▶ WHAT THE EXERCISE ASKS:
Which lines of the data contain the string "Char"? Copy every one of them.

DATA START

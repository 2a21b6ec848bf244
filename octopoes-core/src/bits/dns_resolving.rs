use octopoes_model::{ObjectType, Ooi, ResolvedHostname};

use super::{Bit, BitConfig, BitDefinition, BitError};

/// Turns the A and AAAA records of a hostname into resolved hostnames.
#[derive(Debug)]
pub struct DnsResolvingBit {
    definition: BitDefinition,
}

impl DnsResolvingBit {
    pub fn new() -> Self {
        Self {
            definition: BitDefinition::new("dns-resolving", ObjectType::Hostname)
                .with_parameter(ObjectType::DnsARecord, "hostname")
                .with_parameter(ObjectType::DnsAaaaRecord, "hostname"),
        }
    }
}

impl Default for DnsResolvingBit {
    fn default() -> Self {
        Self::new()
    }
}

impl Bit for DnsResolvingBit {
    fn definition(&self) -> &BitDefinition {
        &self.definition
    }

    fn run(
        &self,
        source: &Ooi,
        parameters: &[Ooi],
        _config: &BitConfig,
    ) -> Result<Vec<Ooi>, BitError> {
        let Ooi::Hostname(_) = source else {
            return Err(BitError(format!(
                "expected a Hostname, got {}",
                source.object_type()
            )));
        };
        let hostname = source.reference();

        let resolved = parameters
            .iter()
            .filter_map(|parameter| match parameter {
                Ooi::DnsARecord(record) => Some(&record.address),
                Ooi::DnsAaaaRecord(record) => Some(&record.address),
                _ => None,
            })
            .map(|address| {
                Ooi::from(ResolvedHostname {
                    hostname: hostname.clone(),
                    address: address.clone(),
                })
            })
            .collect();
        Ok(resolved)
    }
}

#[cfg(test)]
mod tests {
    use super::*;
    use octopoes_model::{
        DnsARecord, DnsAaaaRecord, Hostname, IpAddressV4, IpAddressV6, Network,
    };

    #[test]
    fn resolves_every_address_record() {
        let network = Ooi::from(Network::new("internet")).reference();
        let hostname = Ooi::from(Hostname::new(network.clone(), "example.com"));
        let v4 = Ooi::from(IpAddressV4 {
            network: network.clone(),
            address: "192.0.2.1".parse().unwrap(),
        });
        let v6 = Ooi::from(IpAddressV6 {
            network,
            address: "2001:db8::1".parse().unwrap(),
        });
        let parameters = vec![
            Ooi::from(DnsARecord {
                hostname: hostname.reference(),
                address: v4.reference(),
                value: "192.0.2.1".into(),
                ttl: None,
            }),
            Ooi::from(DnsAaaaRecord {
                hostname: hostname.reference(),
                address: v6.reference(),
                value: "2001:db8::1".into(),
                ttl: Some(300),
            }),
        ];

        let produced = DnsResolvingBit::new()
            .run(&hostname, &parameters, &BitConfig::new())
            .unwrap();

        let references: Vec<String> =
            produced.iter().map(|ooi| ooi.reference().into_inner()).collect();
        assert_eq!(
            references,
            vec![
                "ResolvedHostname|internet|example.com|internet|192.0.2.1",
                "ResolvedHostname|internet|example.com|internet|2001:db8::1",
            ]
        );
    }
}
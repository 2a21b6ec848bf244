//! Typed relation paths.
//!
//! A path is written as a start type followed by dotted steps. Outgoing
//! steps name a relation property (`address`), optionally narrowed with a
//! type marker (`address[is IPAddressV4]`). Incoming steps follow a relation
//! backwards and always carry the owning type (`<hostname[is DNSARecord]`).

use std::{
    cmp::Ordering,
    fmt,
    hash::{Hash, Hasher},
};

use once_cell::sync::Lazy;
use regex::Regex;

use crate::{
    error::{ModelError, Result},
    types::ObjectType,
};

static INCOMING_STEP: Lazy<Regex> = Lazy::new(|| {
    Regex::new(r"^<\s*([A-Za-z_]+)\s*\[\s*is\s+([A-Za-z0-9]+)\s*\]$")
        .expect("incoming step regex should compile")
});

static OUTGOING_STEP: Lazy<Regex> = Lazy::new(|| {
    Regex::new(r"^([A-Za-z_]+)(?:\s*\[\s*is\s+([A-Za-z0-9]+)\s*\])?$")
        .expect("outgoing step regex should compile")
});

#[derive(Debug, Clone, Copy, PartialEq, Eq, Hash, PartialOrd, Ord)]
pub enum Direction {
    Outgoing,
    Incoming,
}

/// One hop across a relation.
///
/// For an incoming segment the relation is declared on `target_type` and
/// points at `source_type`.
#[derive(Debug, Clone)]
pub struct Segment {
    pub source_type: ObjectType,
    pub direction: Direction,
    pub property_name: String,
    pub target_type: Option<ObjectType>,
}

impl Segment {
    pub fn new(
        source_type: ObjectType,
        direction: Direction,
        property_name: impl Into<String>,
        target_type: Option<ObjectType>,
    ) -> Self {
        Self {
            source_type,
            direction,
            property_name: property_name.into(),
            target_type,
        }
    }

    fn parse_step(
        step: &str,
    ) -> Result<(Direction, String, Option<ObjectType>)> {
        let step = step.trim();
        if let Some(captures) = INCOMING_STEP.captures(step) {
            let target: ObjectType = captures[2].parse()?;
            return Ok((Direction::Incoming, captures[1].to_string(), Some(target)));
        }
        if let Some(captures) = OUTGOING_STEP.captures(step) {
            let target = captures
                .get(2)
                .map(|m| m.as_str().parse::<ObjectType>())
                .transpose()?;
            return Ok((Direction::Outgoing, captures[1].to_string(), target));
        }
        Err(ModelError::InvalidPath(format!("could not parse step: {step}")))
    }

    /// Resolves a textual step starting from `source_type`. Outgoing steps
    /// that name a plain field rather than a relation get no target.
    pub fn calculate_step(source_type: ObjectType, step: &str) -> Result<Self> {
        let (direction, property_name, explicit_target) =
            Self::parse_step(step)?;
        if explicit_target.is_some() {
            return Ok(Self::new(
                source_type,
                direction,
                property_name,
                explicit_target,
            ));
        }

        let target = relation_target(source_type, &property_name);
        Ok(Self::new(source_type, direction, property_name, target))
    }

    pub fn reverse(&self) -> Result<Self> {
        let target = self.target_type.ok_or_else(|| {
            ModelError::InvalidPath(format!(
                "cannot reverse segment {self} without a target type"
            ))
        })?;
        let direction = match self.direction {
            Direction::Outgoing => Direction::Incoming,
            Direction::Incoming => Direction::Outgoing,
        };
        Ok(Self::new(
            target,
            direction,
            self.property_name.clone(),
            Some(self.source_type),
        ))
    }

    /// Kind that declares the relation this segment crosses.
    pub fn relation_owner(&self) -> Option<ObjectType> {
        match self.direction {
            Direction::Outgoing => Some(self.source_type),
            Direction::Incoming => self.target_type,
        }
    }

    /// Store attribute for this hop: `Type/prop` or `Type/_prop`.
    pub fn encode(&self) -> Result<String> {
        match self.direction {
            Direction::Outgoing => {
                Ok(format!("{}/{}", self.source_type, self.property_name))
            }
            Direction::Incoming => {
                let target = self.target_type.ok_or_else(|| {
                    ModelError::InvalidPath(
                        "incoming segment needs a target type".into(),
                    )
                })?;
                Ok(format!("{}/_{}", target, self.property_name))
            }
        }
    }

    /// Inverse of [`Segment::encode`], seen from an object of `source_type`.
    pub fn decode(source_type: ObjectType, encoded: &str) -> Result<Self> {
        let (owner, property) = encoded.split_once('/').ok_or_else(|| {
            ModelError::InvalidPath(format!("not an encoded segment: {encoded}"))
        })?;
        let owner: ObjectType = owner.parse()?;
        match property.strip_prefix('_') {
            Some(property) => Ok(Self::new(
                source_type,
                Direction::Incoming,
                property,
                Some(owner),
            )),
            None => Ok(Self::new(
                owner,
                Direction::Outgoing,
                property,
                relation_target(owner, property),
            )),
        }
    }

    /// How high a level the source may absorb through this hop.
    pub fn max_scan_level_inheritance(&self) -> Option<u8> {
        let owner = self.relation_owner()?;
        let relation = owner.relation(&self.property_name)?;
        match self.direction {
            Direction::Incoming => relation.max_issue_scan_level,
            Direction::Outgoing => relation.max_inherit_scan_level,
        }
    }

    /// How high a level the source may hand on through this hop.
    pub fn max_scan_level_issuance(&self) -> Option<u8> {
        let owner = self.relation_owner()?;
        let relation = owner.relation(&self.property_name)?;
        match self.direction {
            Direction::Incoming => relation.max_inherit_scan_level,
            Direction::Outgoing => relation.max_issue_scan_level,
        }
    }
}

fn relation_target(owner: ObjectType, property: &str) -> Option<ObjectType> {
    if let Some(relation) = owner.relation(property) {
        return Some(relation.target);
    }
    owner
        .concrete_types()
        .into_iter()
        .find_map(|concrete| concrete.relation(property))
        .map(|relation| relation.target)
}

impl PartialEq for Segment {
    fn eq(&self, other: &Self) -> bool {
        self.source_type == other.source_type
            && self.direction == other.direction
            && self.property_name == other.property_name
    }
}

impl Eq for Segment {}

impl Hash for Segment {
    fn hash<H: Hasher>(&self, state: &mut H) {
        self.source_type.hash(state);
        self.direction.hash(state);
        self.property_name.hash(state);
    }
}

impl fmt::Display for Segment {
    fn fmt(&self, f: &mut fmt::Formatter<'_>) -> fmt::Result {
        match (self.direction, self.target_type) {
            (Direction::Incoming, Some(target)) => {
                write!(f, "<{}[is {}]", self.property_name, target)
            }
            _ => f.write_str(&self.property_name),
        }
    }
}

#[derive(Debug, Clone)]
pub struct Path {
    pub segments: Vec<Segment>,
}

impl Path {
    pub fn new(segments: Vec<Segment>) -> Self {
        Self { segments }
    }

    /// Parses `Type.step.step`. Parsing stops after a step that lands on a
    /// plain field, since nothing can follow it.
    pub fn parse(path: &str) -> Result<Self> {
        let mut parts = path.split('.');
        let start = parts
            .next()
            .filter(|part| !part.trim().is_empty())
            .ok_or_else(|| ModelError::InvalidPath(path.to_string()))?;
        let start_type: ObjectType = start.trim().parse()?;

        let mut segments: Vec<Segment> = Vec::new();
        let mut current = Some(start_type);
        for step in parts {
            let Some(source_type) = current else {
                break;
            };
            let segment = Segment::calculate_step(source_type, step)?;
            current = segment.target_type;
            segments.push(segment);
        }

        if segments.is_empty() {
            return Err(ModelError::InvalidPath(format!(
                "path {path} has no steps"
            )));
        }
        Ok(Self { segments })
    }

    pub fn start_type(&self) -> Option<ObjectType> {
        self.segments.first().map(|segment| segment.source_type)
    }

    pub fn reverse(&self) -> Result<Self> {
        let segments = self
            .segments
            .iter()
            .rev()
            .map(Segment::reverse)
            .collect::<Result<Vec<_>>>()?;
        Ok(Self { segments })
    }
}

impl fmt::Display for Path {
    fn fmt(&self, f: &mut fmt::Formatter<'_>) -> fmt::Result {
        let Some(first) = self.segments.first() else {
            return Ok(());
        };
        write!(f, "{}", first.source_type)?;
        for segment in &self.segments {
            write!(f, ".{segment}")?;
        }
        Ok(())
    }
}

impl PartialEq for Path {
    fn eq(&self, other: &Self) -> bool {
        self.to_string() == other.to_string()
    }
}

impl Eq for Path {}

impl Hash for Path {
    fn hash<H: Hasher>(&self, state: &mut H) {
        self.to_string().hash(state);
    }
}

impl PartialOrd for Path {
    fn partial_cmp(&self, other: &Self) -> Option<Ordering> {
        Some(self.cmp(other))
    }
}

impl Ord for Path {
    fn cmp(&self, other: &Self) -> Ordering {
        self.to_string().cmp(&other.to_string())
    }
}

/// All single-hop paths leaving `source_type`: its own relations outgoing,
/// and every other kind's relation that can point at it, incoming.
pub fn neighbour_paths(source_type: ObjectType) -> Vec<Path> {
    let mut paths: Vec<Path> = source_type
        .relations()
        .iter()
        .map(|relation| {
            Path::new(vec![Segment::new(
                source_type,
                Direction::Outgoing,
                relation.property,
                Some(relation.target),
            )])
        })
        .collect();

    for other in ObjectType::CONCRETE {
        for relation in other.relations() {
            if relation.target.covers(source_type) {
                paths.push(Path::new(vec![Segment::new(
                    source_type,
                    Direction::Incoming,
                    relation.property,
                    Some(other),
                )]));
            }
        }
    }

    paths.sort();
    paths.dedup();
    paths
}
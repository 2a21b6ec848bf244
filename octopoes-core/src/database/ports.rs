use std::fmt;

use async_trait::async_trait;
use chrono::{DateTime, Utc};
use serde_json::{Map, Value};

use crate::{database::query::Query, error::Result};

/// Primary key attribute of every stored document.
pub const PRIMARY_KEY: &str = "xt/id";

/// A stored document: a flat JSON object carrying [`PRIMARY_KEY`].
pub type Document = Map<String, Value>;

/// One write inside a transaction, effective from `valid_time` onwards.
#[derive(Debug, Clone, PartialEq)]
pub enum TransactionOperation {
    Put {
        document: Document,
        valid_time: DateTime<Utc>,
    },
    Delete {
        id: String,
        valid_time: DateTime<Utc>,
    },
}

impl TransactionOperation {
    pub fn document_id(&self) -> Option<&str> {
        match self {
            TransactionOperation::Put { document, .. } => {
                document.get(PRIMARY_KEY).and_then(Value::as_str)
            }
            TransactionOperation::Delete { id, .. } => Some(id),
        }
    }

    pub fn valid_time(&self) -> DateTime<Utc> {
        match self {
            TransactionOperation::Put { valid_time, .. }
            | TransactionOperation::Delete { valid_time, .. } => *valid_time,
        }
    }
}

/// Acknowledgement of an indexed transaction.
#[derive(Debug, Clone, Copy, PartialEq, Eq)]
pub struct TransactionReceipt {
    pub tx_id: u64,
    pub tx_time: DateTime<Utc>,
}

/// Port to a bitemporal document store.
#[async_trait]
pub trait DocumentStore: Send + Sync + fmt::Debug {
    /// Document as of `valid_time`, or `None` when it does not exist then.
    async fn get_entity(
        &self,
        id: &str,
        valid_time: DateTime<Utc>,
    ) -> Result<Option<Document>>;

    /// Evaluates `query` as of `valid_time` and returns its result tuples.
    async fn query(
        &self,
        query: &Query,
        valid_time: DateTime<Utc>,
    ) -> Result<Vec<Vec<Value>>>;

    /// Submits all operations as one atomic transaction and returns once the
    /// store has indexed it.
    async fn submit_transaction(
        &self,
        operations: Vec<TransactionOperation>,
    ) -> Result<TransactionReceipt>;

    /// Store-reported health and index state.
    async fn status(&self) -> Result<Value>;
}
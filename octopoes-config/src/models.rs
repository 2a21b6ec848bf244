use std::{collections::BTreeSet, path::PathBuf, time::Duration};

use serde::{Deserialize, Serialize};
use url::Url;

use crate::error::ConfigLoadError;

/// Where the effective settings were read from.
#[derive(Debug, Clone, PartialEq, Eq, Default)]
pub enum SettingsSource {
    /// Built-in defaults.
    #[default]
    Default,
    /// File named by `OCTOPOES_CONFIG_PATH`.
    EnvPath(PathBuf),
    /// JSON held in `OCTOPOES_CONFIG_JSON`.
    EnvInline,
    /// A config file found in the working directory.
    File(PathBuf),
}

/// Connection to the bitemporal document store.
#[derive(Debug, Clone, PartialEq, Eq, Deserialize, Serialize)]
#[serde(default)]
pub struct XtdbSettings {
    /// Base URL of the XTDB multinode HTTP API.
    pub url: String,
    /// Node the engine reads and writes. Each client owns one node.
    pub client: String,
    /// Per-request timeout (ms) for store round trips, including the wait
    /// for a submitted transaction to be indexed.
    pub request_timeout_ms: u64,
}

impl Default for XtdbSettings {
    fn default() -> Self {
        Self {
            url: "http://localhost:3000".to_string(),
            client: "_dev".to_string(),
            request_timeout_ms: 30_000,
        }
    }
}

impl XtdbSettings {
    /// [`Self::request_timeout_ms`] as a duration.
    pub fn request_timeout(&self) -> Duration {
        Duration::from_millis(self.request_timeout_ms)
    }
}

/// Message broker used to fan change events out to workers.
#[derive(Debug, Clone, PartialEq, Eq, Deserialize, Serialize)]
#[serde(default)]
pub struct BrokerSettings {
    /// Redis URL.
    pub url: String,
    /// Queue that receives `handle_event_batch` tasks.
    pub event_queue: String,
    /// Events buffered before a synchronous flush.
    pub batch_size: usize,
    /// Longest time (ms) an event waits in the buffer.
    pub flush_interval_ms: u64,
}

impl Default for BrokerSettings {
    fn default() -> Self {
        Self {
            url: "redis://127.0.0.1:6379".to_string(),
            event_queue: "octopoes".to_string(),
            batch_size: 50,
            flush_interval_ms: 1_000,
        }
    }
}

impl BrokerSettings {
    /// [`Self::flush_interval_ms`] as a duration.
    pub fn flush_interval(&self) -> Duration {
        Duration::from_millis(self.flush_interval_ms)
    }
}

/// Overrides for the default enablement of inference bits.
#[derive(Debug, Clone, PartialEq, Eq, Default, Deserialize, Serialize)]
#[serde(default)]
pub struct BitSettings {
    /// Bits to run even though they are off by default.
    pub enabled: BTreeSet<String>,
    /// Bits never to run. Wins over `enabled`.
    pub disabled: BTreeSet<String>,
}

impl BitSettings {
    /// A listed-disabled bit is always off; otherwise it runs when enabled
    /// by default or listed as enabled.
    pub fn is_enabled(&self, bit_id: &str, default_enabled: bool) -> bool {
        if self.disabled.contains(bit_id) {
            return false;
        }
        default_enabled || self.enabled.contains(bit_id)
    }
}

/// Everything the engine and worker need at startup.
#[derive(Debug, Clone, PartialEq, Eq, Deserialize, Serialize)]
#[serde(default)]
pub struct Settings {
    /// Document store connection.
    pub xtdb: XtdbSettings,
    /// Event broker connection and batching.
    pub broker: BrokerSettings,
    /// Bit enablement overrides.
    pub bits: BitSettings,
    /// Tracing filter used when `RUST_LOG` is unset.
    pub log_filter: String,
}

impl Default for Settings {
    fn default() -> Self {
        Self {
            xtdb: XtdbSettings::default(),
            broker: BrokerSettings::default(),
            bits: BitSettings::default(),
            log_filter: "info".to_string(),
        }
    }
}

impl Settings {
    /// Checks that both URLs parse and that no required value is empty or
    /// zero.
    pub fn validate(&self) -> Result<(), ConfigLoadError> {
        Url::parse(&self.xtdb.url).map_err(|source| {
            ConfigLoadError::InvalidUrl {
                field: "xtdb",
                source,
            }
        })?;
        Url::parse(&self.broker.url).map_err(|source| {
            ConfigLoadError::InvalidUrl {
                field: "broker",
                source,
            }
        })?;

        if self.xtdb.client.trim().is_empty() {
            return Err(ConfigLoadError::Invalid(
                "xtdb.client must not be empty".into(),
            ));
        }
        if self.broker.batch_size == 0 {
            return Err(ConfigLoadError::Invalid(
                "broker.batch_size must be at least 1".into(),
            ));
        }
        if self.broker.flush_interval_ms == 0 {
            return Err(ConfigLoadError::Invalid(
                "broker.flush_interval_ms must be positive".into(),
            ));
        }

        if let Some(bit) = self.bits.enabled.intersection(&self.bits.disabled).next() {
            return Err(ConfigLoadError::Invalid(format!(
                "bit {bit} is listed as both enabled and disabled"
            )));
        }

        Ok(())
    }
}
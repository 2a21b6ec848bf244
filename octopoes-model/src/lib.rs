//! Core data model shared across Octopoes crates: object references, the
//! closed set of object kinds and their relations, scan profiles, origins and
//! relation paths.
#![allow(missing_docs)]

pub mod error;
pub mod ooi;
pub mod origin;
pub mod path;
pub mod reference;
pub mod scan_profile;
pub mod tree;
pub mod types;

pub use error::{ModelError, Result};
pub use ooi::{
    Config, DnsAaaaRecord, DnsARecord, DnsNsRecord, DnsZone, Finding,
    FindingType, Hostname, IpAddressV4, IpAddressV6, IpPort, IpService,
    Network, Ooi, PortState, ProfiledOoi, Protocol, ResolvedHostname, Service,
};
pub use origin::{Origin, OriginParameter, OriginType};
pub use path::{Direction, Path, Segment, neighbour_paths};
pub use reference::{Reference, format_id_short};
pub use scan_profile::{
    InheritanceSection, ScanLevel, ScanProfile, ScanProfileType,
};
pub use tree::{Paginated, ReferenceNode, ReferenceTree};
pub use types::{ObjectType, Relation};
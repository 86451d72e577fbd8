use crate::config::Config;
use crate::pipeline::derive_symbol_series;
use std::time::Instant;
use tapeview_domain::repositories::tick_log::TickLogRepository;
use tracing::info_span;

/// Reads the log once and summarizes every symbol's read, resample and purge reports.
pub fn validate(
    config: &Config,
    tick_log: &dyn TickLogRepository,
) -> Result<serde_json::Value, String> {
    let _span = info_span!(
        "validate",
        path = %config.tick_log.path,
        bucket = %config.resample.bucket
    )
    .entered();

    let timeframe = config.timeframe()?;
    let stage_start = Instant::now();
    let snapshot = tick_log.read_snapshot().map_err(|err| err.to_string())?;
    metrics::histogram!("tapeview.validate.read_ms")
        .record(stage_start.elapsed().as_millis() as f64);

    let mut symbols = Vec::with_capacity(config.symbols.labels.len());
    for slot in config.symbol_slots() {
        let series =
            derive_symbol_series(&snapshot, &slot, &timeframe).map_err(|err| err.to_string())?;
        metrics::gauge!("tapeview.validate.rows", "symbol" => slot.label.clone())
            .set(series.rows.len() as f64);
        symbols.push(serde_json::json!({
            "symbol": series.label,
            "group": series.group,
            "latest": series.quote,
            "read": series.read,
            "resample": series.resample,
            "purge": series.purge,
        }));
    }

    Ok(serde_json::json!({
        "tick_log": {
            "path": config.tick_log.path,
            "rows": snapshot.rows.len(),
            "symbol_groups": snapshot.symbol_groups,
            "partial_trailing_rows": snapshot.partial_trailing_rows,
        },
        "bucket": {
            "label": timeframe.label,
            "step_seconds": timeframe.step_seconds,
        },
        "symbols": symbols,
    }))
}
use crate::value_objects::bar::OhlcBar;
use serde::Serialize;

/// A bar that survived the null purge, with every derived column defined.
#[derive(Debug, Clone, PartialEq, Serialize)]
pub struct IndicatorRow {
    #[serde(flatten)]
    pub bar: OhlcBar,
    pub ma5: f64,
    pub ma10: f64,
    pub ma20: f64,
    pub rsi14: f64,
    pub volume_diff: f64,
    /// Dense position after purging, 0..N-1.
    pub bar_index: usize,
}
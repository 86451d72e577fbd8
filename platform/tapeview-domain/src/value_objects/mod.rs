pub mod bar;
pub mod drawing;
pub mod indicator_row;
pub mod quote;
pub mod symbol;
pub mod tick;
pub mod timeframe;
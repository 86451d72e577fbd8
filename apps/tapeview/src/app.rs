use crate::logging::LogStore;
use crossterm::event::{Event as CtEvent, KeyCode, KeyEvent, KeyModifiers};
use parking_lot::Mutex;
use std::sync::Arc;
use tapeview_application::frame::{CycleReport, RenderContext};
use tapeview_domain::error::TickLogError;
use tapeview_infrastructure::render::RecordingRenderSink;

pub enum AppEvent {
    Input(CtEvent),
}

pub struct App {
    pub ctx: RenderContext<RecordingRenderSink>,
    pub logs: Arc<Mutex<LogStore>>,
    pub log_scroll: usize,
    pub paused: bool,
    /// Set by a structural log error; scheduling stays stopped until the user resumes.
    pub halted: Option<String>,
    /// Most recent transient read failure, cleared by the next good cycle.
    pub last_warning: Option<String>,
    pub last_cycle: Option<CycleReport>,
    pub cycles: u64,
    pub dirty: bool,
    pub refresh_label: String,
}

impl App {
    pub fn new(logs: Arc<Mutex<LogStore>>, refresh_label: String) -> Self {
        Self {
            ctx: RenderContext::new(RecordingRenderSink::new()),
            logs,
            log_scroll: 0,
            paused: false,
            halted: None,
            last_warning: None,
            last_cycle: None,
            cycles: 0,
            dirty: true,
            refresh_label,
        }
    }

    pub fn spawn_input_reader(&self, tx: tokio::sync::mpsc::UnboundedSender<AppEvent>) {
        std::thread::spawn(move || {
            while let Ok(event) = crossterm::event::read() {
                if tx.send(AppEvent::Input(event)).is_err() {
                    break;
                }
            }
        });
    }

    pub fn should_run_cycle(&self) -> bool {
        !self.paused && self.halted.is_none()
    }

    pub fn on_cycle(&mut self, result: Result<CycleReport, TickLogError>) {
        match result {
            Ok(report) => {
                self.cycles = self.cycles.wrapping_add(1);
                self.last_warning = None;
                self.last_cycle = Some(report);
            }
            Err(err) if err.is_fatal() => {
                self.halted = Some(err.to_string());
            }
            Err(err) => {
                self.last_warning = Some(err.to_string());
            }
        }
        self.dirty = true;
    }

    /// Returns `Ok(true)` when the app should exit.
    pub fn on_event(&mut self, event: AppEvent) -> Result<bool, String> {
        match event {
            AppEvent::Input(CtEvent::Key(key)) => self.on_key(key),
            AppEvent::Input(CtEvent::Resize(_, _)) => {
                self.dirty = true;
                Ok(false)
            }
            AppEvent::Input(_) => Ok(false),
        }
    }

    fn on_key(&mut self, key: KeyEvent) -> Result<bool, String> {
        if key.code == KeyCode::Char('c') && key.modifiers.contains(KeyModifiers::CONTROL) {
            return Ok(true);
        }

        match key.code {
            KeyCode::Char('q') | KeyCode::Esc => return Ok(true),
            KeyCode::Char('p') => {
                self.paused = !self.paused;
                tracing::info!(paused = self.paused, "refresh toggled");
            }
            KeyCode::Char('r') => {
                if let Some(reason) = self.halted.take() {
                    tracing::info!(%reason, "resuming after halt");
                }
                self.paused = false;
            }
            KeyCode::PageUp => {
                let total = self.logs.lock().len();
                self.log_scroll = (self.log_scroll + 5).min(total);
            }
            KeyCode::PageDown => {
                self.log_scroll = self.log_scroll.saturating_sub(5);
            }
            KeyCode::End => {
                self.log_scroll = 0;
            }
            _ => return Ok(false),
        }
        self.dirty = true;
        Ok(false)
    }
}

DATA END

▶ ANSWER SECTION:
        if key.code == KeyCode::Char('c') && key.modifiers.contains(KeyModifiers::CONTROL) {
            KeyCode::Char('q') | KeyCode::Esc => return Ok(true),
            KeyCode::Char('p') => {
            KeyCode::Char('r') => {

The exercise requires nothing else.